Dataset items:

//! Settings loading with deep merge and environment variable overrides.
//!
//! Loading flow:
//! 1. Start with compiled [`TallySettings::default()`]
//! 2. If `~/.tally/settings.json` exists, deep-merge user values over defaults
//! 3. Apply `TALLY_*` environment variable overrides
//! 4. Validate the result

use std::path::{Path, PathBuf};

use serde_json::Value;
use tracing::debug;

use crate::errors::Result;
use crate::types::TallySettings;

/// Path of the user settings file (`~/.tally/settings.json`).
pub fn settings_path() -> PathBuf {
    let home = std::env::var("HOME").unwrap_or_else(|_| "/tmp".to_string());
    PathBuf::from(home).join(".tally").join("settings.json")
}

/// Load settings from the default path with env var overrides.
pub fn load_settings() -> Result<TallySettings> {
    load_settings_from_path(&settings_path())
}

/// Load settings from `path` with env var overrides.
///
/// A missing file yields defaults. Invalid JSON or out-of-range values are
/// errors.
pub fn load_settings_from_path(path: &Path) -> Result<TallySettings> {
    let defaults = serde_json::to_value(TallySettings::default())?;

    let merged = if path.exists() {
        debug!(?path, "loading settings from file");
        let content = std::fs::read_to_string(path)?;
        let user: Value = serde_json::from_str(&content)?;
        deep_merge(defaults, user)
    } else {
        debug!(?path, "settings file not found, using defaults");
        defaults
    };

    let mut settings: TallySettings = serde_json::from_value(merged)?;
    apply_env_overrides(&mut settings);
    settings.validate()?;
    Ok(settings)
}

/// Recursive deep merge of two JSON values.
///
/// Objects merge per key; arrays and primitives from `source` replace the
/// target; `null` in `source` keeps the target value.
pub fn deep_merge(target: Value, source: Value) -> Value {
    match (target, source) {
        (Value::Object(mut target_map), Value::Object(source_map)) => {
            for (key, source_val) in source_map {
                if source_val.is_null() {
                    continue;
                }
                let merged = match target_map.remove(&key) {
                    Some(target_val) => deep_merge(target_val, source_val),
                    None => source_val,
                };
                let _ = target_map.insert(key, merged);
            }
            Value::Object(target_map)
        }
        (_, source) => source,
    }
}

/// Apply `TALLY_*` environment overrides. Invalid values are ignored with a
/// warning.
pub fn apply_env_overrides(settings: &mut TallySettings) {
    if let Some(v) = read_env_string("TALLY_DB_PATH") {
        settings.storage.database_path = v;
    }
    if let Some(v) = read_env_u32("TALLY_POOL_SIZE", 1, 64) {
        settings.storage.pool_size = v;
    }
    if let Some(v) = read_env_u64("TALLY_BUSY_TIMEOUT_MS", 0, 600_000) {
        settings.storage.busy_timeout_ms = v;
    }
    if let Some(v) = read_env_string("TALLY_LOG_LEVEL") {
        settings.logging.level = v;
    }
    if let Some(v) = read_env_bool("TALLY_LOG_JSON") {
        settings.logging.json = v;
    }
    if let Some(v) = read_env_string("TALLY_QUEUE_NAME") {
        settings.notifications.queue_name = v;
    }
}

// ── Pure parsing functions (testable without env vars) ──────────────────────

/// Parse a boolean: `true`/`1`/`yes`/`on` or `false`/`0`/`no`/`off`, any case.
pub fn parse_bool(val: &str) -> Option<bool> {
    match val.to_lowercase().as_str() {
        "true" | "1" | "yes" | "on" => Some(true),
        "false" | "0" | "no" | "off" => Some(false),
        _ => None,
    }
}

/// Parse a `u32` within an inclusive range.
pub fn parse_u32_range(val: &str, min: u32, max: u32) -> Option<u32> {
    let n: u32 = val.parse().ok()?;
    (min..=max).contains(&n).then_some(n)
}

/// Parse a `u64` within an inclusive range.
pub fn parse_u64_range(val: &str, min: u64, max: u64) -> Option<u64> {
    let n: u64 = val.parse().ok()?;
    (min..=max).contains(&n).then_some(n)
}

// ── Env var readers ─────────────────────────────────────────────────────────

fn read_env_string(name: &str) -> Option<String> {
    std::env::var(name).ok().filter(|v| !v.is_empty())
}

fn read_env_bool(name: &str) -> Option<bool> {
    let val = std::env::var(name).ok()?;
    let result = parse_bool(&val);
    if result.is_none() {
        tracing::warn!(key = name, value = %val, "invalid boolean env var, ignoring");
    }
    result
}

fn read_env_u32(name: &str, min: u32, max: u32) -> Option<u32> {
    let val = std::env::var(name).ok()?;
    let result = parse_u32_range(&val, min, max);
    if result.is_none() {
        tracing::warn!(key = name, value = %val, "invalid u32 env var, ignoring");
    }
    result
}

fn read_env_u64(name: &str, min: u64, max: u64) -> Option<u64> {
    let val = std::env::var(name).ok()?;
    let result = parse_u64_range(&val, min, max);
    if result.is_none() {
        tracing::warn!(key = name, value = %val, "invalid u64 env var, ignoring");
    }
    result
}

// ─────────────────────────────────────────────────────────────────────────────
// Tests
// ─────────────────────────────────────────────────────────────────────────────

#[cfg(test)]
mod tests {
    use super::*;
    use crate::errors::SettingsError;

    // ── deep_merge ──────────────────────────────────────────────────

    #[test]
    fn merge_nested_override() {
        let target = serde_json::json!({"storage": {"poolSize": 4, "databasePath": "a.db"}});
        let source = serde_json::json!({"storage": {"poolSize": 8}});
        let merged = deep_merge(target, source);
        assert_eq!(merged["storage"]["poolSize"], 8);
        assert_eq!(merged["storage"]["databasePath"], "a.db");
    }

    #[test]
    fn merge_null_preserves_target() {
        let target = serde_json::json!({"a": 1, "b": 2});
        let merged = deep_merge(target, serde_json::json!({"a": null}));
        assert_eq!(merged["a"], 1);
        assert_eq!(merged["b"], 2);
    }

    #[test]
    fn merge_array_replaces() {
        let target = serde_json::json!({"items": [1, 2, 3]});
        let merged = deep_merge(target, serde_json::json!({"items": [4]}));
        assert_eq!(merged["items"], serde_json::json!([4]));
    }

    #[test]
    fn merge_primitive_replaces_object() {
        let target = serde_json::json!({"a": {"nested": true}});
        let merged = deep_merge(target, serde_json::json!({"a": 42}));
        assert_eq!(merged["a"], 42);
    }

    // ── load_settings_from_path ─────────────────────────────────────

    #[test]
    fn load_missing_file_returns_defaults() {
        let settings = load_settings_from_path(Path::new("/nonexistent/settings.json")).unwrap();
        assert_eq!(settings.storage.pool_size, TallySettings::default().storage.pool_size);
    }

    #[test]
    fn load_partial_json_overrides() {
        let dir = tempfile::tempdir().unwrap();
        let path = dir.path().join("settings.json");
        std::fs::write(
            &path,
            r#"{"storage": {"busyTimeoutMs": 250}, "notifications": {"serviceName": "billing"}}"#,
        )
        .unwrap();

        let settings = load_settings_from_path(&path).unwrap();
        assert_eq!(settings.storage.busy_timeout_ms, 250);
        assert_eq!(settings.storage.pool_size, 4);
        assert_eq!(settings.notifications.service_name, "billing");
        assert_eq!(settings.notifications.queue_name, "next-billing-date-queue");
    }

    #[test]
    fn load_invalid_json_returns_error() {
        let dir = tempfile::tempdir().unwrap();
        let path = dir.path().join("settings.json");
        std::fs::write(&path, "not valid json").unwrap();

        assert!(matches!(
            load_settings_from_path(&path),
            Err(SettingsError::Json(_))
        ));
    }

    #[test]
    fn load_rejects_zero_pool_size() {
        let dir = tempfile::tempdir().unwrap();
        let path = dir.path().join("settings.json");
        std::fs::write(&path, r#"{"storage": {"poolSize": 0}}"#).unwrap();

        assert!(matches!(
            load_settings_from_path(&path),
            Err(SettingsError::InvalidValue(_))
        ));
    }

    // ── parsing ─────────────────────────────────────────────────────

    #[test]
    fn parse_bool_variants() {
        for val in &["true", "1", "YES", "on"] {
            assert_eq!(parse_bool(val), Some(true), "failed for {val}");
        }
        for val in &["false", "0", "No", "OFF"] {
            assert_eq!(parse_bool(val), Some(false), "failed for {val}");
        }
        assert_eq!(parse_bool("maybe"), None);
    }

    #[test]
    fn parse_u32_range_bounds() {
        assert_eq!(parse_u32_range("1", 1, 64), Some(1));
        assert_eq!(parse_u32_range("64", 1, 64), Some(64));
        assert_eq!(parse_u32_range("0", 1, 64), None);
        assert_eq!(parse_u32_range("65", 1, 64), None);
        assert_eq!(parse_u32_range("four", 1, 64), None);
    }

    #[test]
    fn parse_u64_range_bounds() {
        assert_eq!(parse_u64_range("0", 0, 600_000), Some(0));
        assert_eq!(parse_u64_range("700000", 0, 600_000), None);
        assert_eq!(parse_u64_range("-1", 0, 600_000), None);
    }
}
---
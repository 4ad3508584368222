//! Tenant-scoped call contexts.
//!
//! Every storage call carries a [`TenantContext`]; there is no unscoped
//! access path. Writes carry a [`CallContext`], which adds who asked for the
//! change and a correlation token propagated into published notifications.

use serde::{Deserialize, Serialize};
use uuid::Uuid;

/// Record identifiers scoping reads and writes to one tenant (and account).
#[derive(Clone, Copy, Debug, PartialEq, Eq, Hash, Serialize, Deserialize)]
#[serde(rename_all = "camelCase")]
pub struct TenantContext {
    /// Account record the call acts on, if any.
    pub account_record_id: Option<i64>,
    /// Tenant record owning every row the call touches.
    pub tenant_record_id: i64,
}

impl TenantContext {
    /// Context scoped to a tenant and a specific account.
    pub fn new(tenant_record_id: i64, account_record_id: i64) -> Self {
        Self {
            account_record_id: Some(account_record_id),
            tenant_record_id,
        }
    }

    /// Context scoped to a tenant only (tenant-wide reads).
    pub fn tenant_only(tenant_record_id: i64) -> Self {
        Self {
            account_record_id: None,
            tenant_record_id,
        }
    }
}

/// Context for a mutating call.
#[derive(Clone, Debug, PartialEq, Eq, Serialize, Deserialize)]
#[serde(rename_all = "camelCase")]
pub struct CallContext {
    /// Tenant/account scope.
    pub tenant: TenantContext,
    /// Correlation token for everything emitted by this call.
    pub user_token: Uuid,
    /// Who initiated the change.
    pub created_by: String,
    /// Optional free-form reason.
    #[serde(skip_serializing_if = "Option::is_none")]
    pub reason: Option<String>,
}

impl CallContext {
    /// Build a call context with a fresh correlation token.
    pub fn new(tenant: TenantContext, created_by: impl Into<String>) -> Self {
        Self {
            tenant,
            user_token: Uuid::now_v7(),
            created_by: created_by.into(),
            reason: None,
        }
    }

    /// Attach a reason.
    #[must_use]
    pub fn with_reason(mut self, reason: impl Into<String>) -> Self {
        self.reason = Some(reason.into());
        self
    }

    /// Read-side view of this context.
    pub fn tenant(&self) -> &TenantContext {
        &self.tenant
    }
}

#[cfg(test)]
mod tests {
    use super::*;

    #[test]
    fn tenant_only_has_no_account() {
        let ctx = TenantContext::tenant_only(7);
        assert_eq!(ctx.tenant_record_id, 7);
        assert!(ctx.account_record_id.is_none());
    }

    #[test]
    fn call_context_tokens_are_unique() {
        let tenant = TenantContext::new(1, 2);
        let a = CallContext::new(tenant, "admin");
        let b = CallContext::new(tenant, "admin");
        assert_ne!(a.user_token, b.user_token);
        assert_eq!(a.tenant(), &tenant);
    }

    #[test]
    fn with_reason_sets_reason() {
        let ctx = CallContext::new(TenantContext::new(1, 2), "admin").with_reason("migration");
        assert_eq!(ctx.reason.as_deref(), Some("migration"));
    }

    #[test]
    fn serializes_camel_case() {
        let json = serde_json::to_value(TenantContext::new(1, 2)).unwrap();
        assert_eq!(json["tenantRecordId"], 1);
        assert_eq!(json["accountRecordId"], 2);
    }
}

### TASK TO COMPLETE
What you return should be exactly the lines above, starting at the one with "environment variable overrides." and ending at the one with "let merged = if", and nothing else.

### OUTPUT
//! Settings loading with deep merge and environment variable overrides.
//!
//! Loading flow:
//! 1. Start with compiled [`TallySettings::default()`]
//! 2. If `~/.tally/settings.json` exists, deep-merge user values over defaults
//! 3. Apply `TALLY_*` environment variable overrides
//! 4. Validate the result

use std::path::{Path, PathBuf};

use serde_json::Value;
use tracing::debug;

use crate::errors::Result;
use crate::types::TallySettings;

/// Path of the user settings file (`~/.tally/settings.json`).
pub fn settings_path() -> PathBuf {
    let home = std::env::var("HOME").unwrap_or_else(|_| "/tmp".to_string());
    PathBuf::from(home).join(".tally").join("settings.json")
}

/// Load settings from the default path with env var overrides.
pub fn load_settings() -> Result<TallySettings> {
    load_settings_from_path(&settings_path())
}

/// Load settings from `path` with env var overrides.
///
/// A missing file yields defaults. Invalid JSON or out-of-range values are
/// errors.
pub fn load_settings_from_path(path: &Path) -> Result<TallySettings> {
    let defaults = serde_json::to_value(TallySettings::default())?;

    let merged = if path.exists() {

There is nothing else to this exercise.